Apesar de várias vezes advertido de que não devia mentir, sob pena de incorrer ao crime de falsas declarações, André Matos mentiu ao tribunal, reinventando os factos e contrariando os depoimentos prestados na instrução primária, o que levou a juíza, Maria da Mata, emitir um mandado de prisão de 72 horas para posterior julgamento sumário. 

Os amigos do malogrado, Simão Kutubiala, contam que não se tratava de um grupo de marginais, nem mesmo o malogrado era delinquente, mas amigos da academia de artes marciais.

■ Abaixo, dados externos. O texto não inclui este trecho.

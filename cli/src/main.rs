//! chainetl CLI — inspect indexer state and configuration.
//!
//! Usage:
//! ```bash
//! chainetl info
//! chainetl config   --config ./chainetl.json
//! chainetl status   --snapshot ./snapshots/snapshot-1000.json
//! chainetl status   --db ./index.db            # feature: sqlite
//! ```

use std::collections::HashMap;
use std::env;
use std::path::{Path, PathBuf};
use std::process;
use std::sync::Arc;

use anyhow::{bail, Context};
use serde::{Deserialize, Serialize};
use tracing::{debug, info};
use tracing_subscriber::filter::{EnvFilter, LevelFilter};
use tracing_subscriber::prelude::*;

use chainetl_core::config::CrawlerConfig;
use chainetl_core::store::TableStore;
use chainetl_storage::MemoryStore;
use chainetl_tezos::Indexer;

/// Log output settings, read from the `log` section of the config file.
#[derive(Debug, Clone, Serialize, Deserialize)]
#[serde(default)]
struct LogConfig {
    /// Default level for every target.
    level: String,
    /// Per-component overrides: component name → level.
    components: HashMap<String, String>,
    json: bool,
}

impl Default for LogConfig {
    fn default() -> Self {
        Self {
            level: "info".into(),
            components: HashMap::new(),
            json: false,
        }
    }
}

#[derive(Debug, Default, Serialize, Deserialize)]
#[serde(default)]
struct FileConfig {
    crawler: CrawlerConfig,
    log: LogConfig,
}

impl FileConfig {
    fn load(path: Option<&Path>) -> anyhow::Result<Self> {
        let Some(path) = path else {
            return Ok(Self::default());
        };
        let text = std::fs::read_to_string(path)
            .with_context(|| format!("reading config {}", path.display()))?;
        let config: Self = serde_json::from_str(&text)
            .with_context(|| format!("parsing config {}", path.display()))?;
        config.crawler.check()?;
        Ok(config)
    }
}

/// Install the global subscriber. `RUST_LOG` wins over the config file.
fn init_tracing(log: &LogConfig) -> anyhow::Result<()> {
    let default = log.level.parse::<LevelFilter>().unwrap_or(LevelFilter::INFO);
    let mut filter = EnvFilter::builder()
        .with_default_directive(default.into())
        .from_env_lossy();
    for (component, level) in &log.components {
        let directive = format!("{}={}", component.replace('-', "_"), level);
        filter = filter.add_directive(
            directive
                .parse()
                .with_context(|| format!("bad log directive {directive:?}"))?,
        );
    }

    let registry = tracing_subscriber::registry().with(filter);
    if log.json {
        registry.with(tracing_subscriber::fmt::layer().json()).try_init()?;
    } else {
        registry.with(tracing_subscriber::fmt::layer()).try_init()?;
    }
    Ok(())
}

struct Args {
    command: String,
    config: Option<PathBuf>,
    db: Option<String>,
    snapshot: Option<PathBuf>,
}

fn parse_args() -> anyhow::Result<Args> {
    let mut raw = env::args().skip(1);
    let command = raw.next().unwrap_or_default();
    let mut args = Args {
        command,
        config: None,
        db: None,
        snapshot: None,
    };
    while let Some(flag) = raw.next() {
        let mut value = || raw.next().with_context(|| format!("{flag} needs a value"));
        match flag.as_str() {
            "--config" | "-c" => args.config = Some(value()?.into()),
            "--db" => args.db = Some(value()?),
            "--snapshot" => args.snapshot = Some(value()?.into()),
            other => bail!("unknown option: {other}"),
        }
    }
    Ok(args)
}

#[tokio::main]
async fn main() -> anyhow::Result<()> {
    let args = parse_args()?;
    match args.command.as_str() {
        "" | "help" | "--help" | "-h" => {
            print_usage();
            return Ok(());
        }
        "version" | "--version" | "-V" => {
            println!("chainetl {}", env!("CARGO_PKG_VERSION"));
            return Ok(());
        }
        _ => {}
    }

    let config = FileConfig::load(args.config.as_deref())?;
    init_tracing(&config.log)?;
    debug!(config = ?args.config, "configuration loaded");

    match args.command.as_str() {
        "info" => cmd_info(&config.crawler),
        "config" => println!("{}", serde_json::to_string_pretty(&config)?),
        "status" => cmd_status(&args).await?,
        other => {
            eprintln!("Unknown command: {other}");
            print_usage();
            process::exit(1);
        }
    }
    Ok(())
}

fn print_usage() {
    println!("chainetl {}", env!("CARGO_PKG_VERSION"));
    println!("Reorg-safe Tezos indexer core\n");
    println!("USAGE:");
    println!("    chainetl <COMMAND> [--config <file>]\n");
    println!("COMMANDS:");
    println!("    info     Show effective crawler settings");
    println!("    config   Print the merged configuration as JSON");
    println!("    status   Show the indexed head (--snapshot <file> | --db <file>)");
    println!("    version  Print version");
    println!("    help     Print this help");
}

fn cmd_info(config: &CrawlerConfig) {
    println!("ChainETL v{}", env!("CARGO_PKG_VERSION"));
    println!("  Crawler id:        {}", config.id);
    println!("  Start height:      {}", config.start_height);
    match config.stop_height {
        Some(h) => println!("  Stop height:       {h}"),
        None => println!("  Stop height:       follow head"),
    }
    println!("  Poll interval:     {} ms", config.poll_interval_ms);
    println!("  Max reorg depth:   {} blocks", config.max_reorg_depth);
    println!("  Block validation:  {}", if config.validate { "on" } else { "off" });
    match &config.snapshot.path {
        Some(path) => println!(
            "  Snapshots:         {} (every {} blocks, {} fixed heights)",
            path.display(),
            config.snapshot.block_interval,
            config.snapshot.blocks.len()
        ),
        None => println!("  Snapshots:         off"),
    }
    println!("  Storage backends:  memory, SQLite (feature: sqlite)");
}

async fn cmd_status(args: &Args) -> anyhow::Result<()> {
    if let Some(path) = &args.snapshot {
        let store = MemoryStore::from_snapshot(path)
            .await
            .with_context(|| format!("loading snapshot {}", path.display()))?;
        return print_status(Arc::new(store)).await;
    }
    if let Some(db) = &args.db {
        return open_db(db).await;
    }
    bail!("status needs --snapshot <file> or --db <file>")
}

#[cfg(feature = "sqlite")]
async fn open_db(path: &str) -> anyhow::Result<()> {
    let store = chainetl_storage::SqliteStore::open(path)
        .await
        .with_context(|| format!("opening {path}"))?;
    print_status(Arc::new(store)).await
}

#[cfg(not(feature = "sqlite"))]
async fn open_db(_path: &str) -> anyhow::Result<()> {
    bail!("built without SQLite support (enable feature `sqlite`)")
}

async fn print_status<S: TableStore + 'static>(store: Arc<S>) -> anyhow::Result<()> {
    let indexer = Indexer::new(store);
    let Some(head) = indexer.head().await? else {
        println!("index is empty");
        return Ok(());
    };
    info!(height = head.height, hash = %head.hash, "indexed head");
    let block = indexer
        .block(head.height)
        .await?
        .with_context(|| format!("head block {} missing", head.height))?;
    let out = serde_json::json!({
        "head": head,
        "block": block,
        "ops": indexer.ops(head.height).await?.len(),
        "flows": indexer.flows(head.height).await?.len(),
    });
    println!("{}", serde_json::to_string_pretty(&out)?);
    Ok(())
}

Alfredo João Morais, de 17 anos, estudante, contou que Simão estava apenas uma semana na academia e o último contacto que teve com ele foi na citada academia, numa altura que foi apenas assistir aos treinos. 

Entretanto, declarou que no dia anterior aos factos, um amigo, de nome Euclides, encontrava-se na academia para treinar. Na sequência, surgiu um jovem desconhecido, trajado de bata branca, por sinal Miguel Matos (filho do réu), que implicou-se com Euclides, resultando numa briga, sendo que, posteriormente, o referido jovem “desconhecido” veio os agredir com ajuda de indivíduos estranhos.

No dia seguinte, conta, por volta das 19 horas, encontrou-se com o malogrado na referida academia, onde apareceu, novamente, Miguel Matos com o seu grupo, munidos com paus, facas,  lâminas e catanas, ordenando  que parassem o treino e foram agredidos fisicamente, sendo que ele foi golpeado com lâmina nas costas, ferimento que teve intervenção hospitalar, ficando em casa cerca de um mês, enquanto Euclides foi agredido com ferimentos na face. Acrescenta que, nesta altura, não mais sabia do paradeiro de Simão, pois já não tornou a vê-lo. 

Entretanto, disse não saber explicar as circunstâncias em que Simão foi morto, pois, quando aconteceu a confusão na casa do réu, encontrava-se na esquadra policial, a prestar declarações, tendo ido para casa depois, onde tomou conhecimento da tragédia por intermédio da sua irmã Rosária.

Por seu turno, Euclides António, outro declarante, afirmou que Miguel Matos teve uma briga consigo no dia anterior, na academia, por tentar acudir um jovem a quem ele exigia que o cumprimentasse. No dia seguinte, conta, Miguel voltou à academia, com cinco ou seis pessoas, armadas com objectos cortantes e contundentes, para reactivar a briga, onde ele e Alfredo saíram feridos.

Ainda assim, disse, foram perseguidos até se refugiarem na residência de Alfredo. Posteriormente, foram à esquadra apresentar queixa, mas, primeiramente, foram aconselhados a ir a uma unidade hospitalar, para tratar dos ferimentos.  Salientou que, durante a perseguição, apareceram jovens que os defendiam, entre eles Simão Kutubiala, mas não sabe dizer como morreu.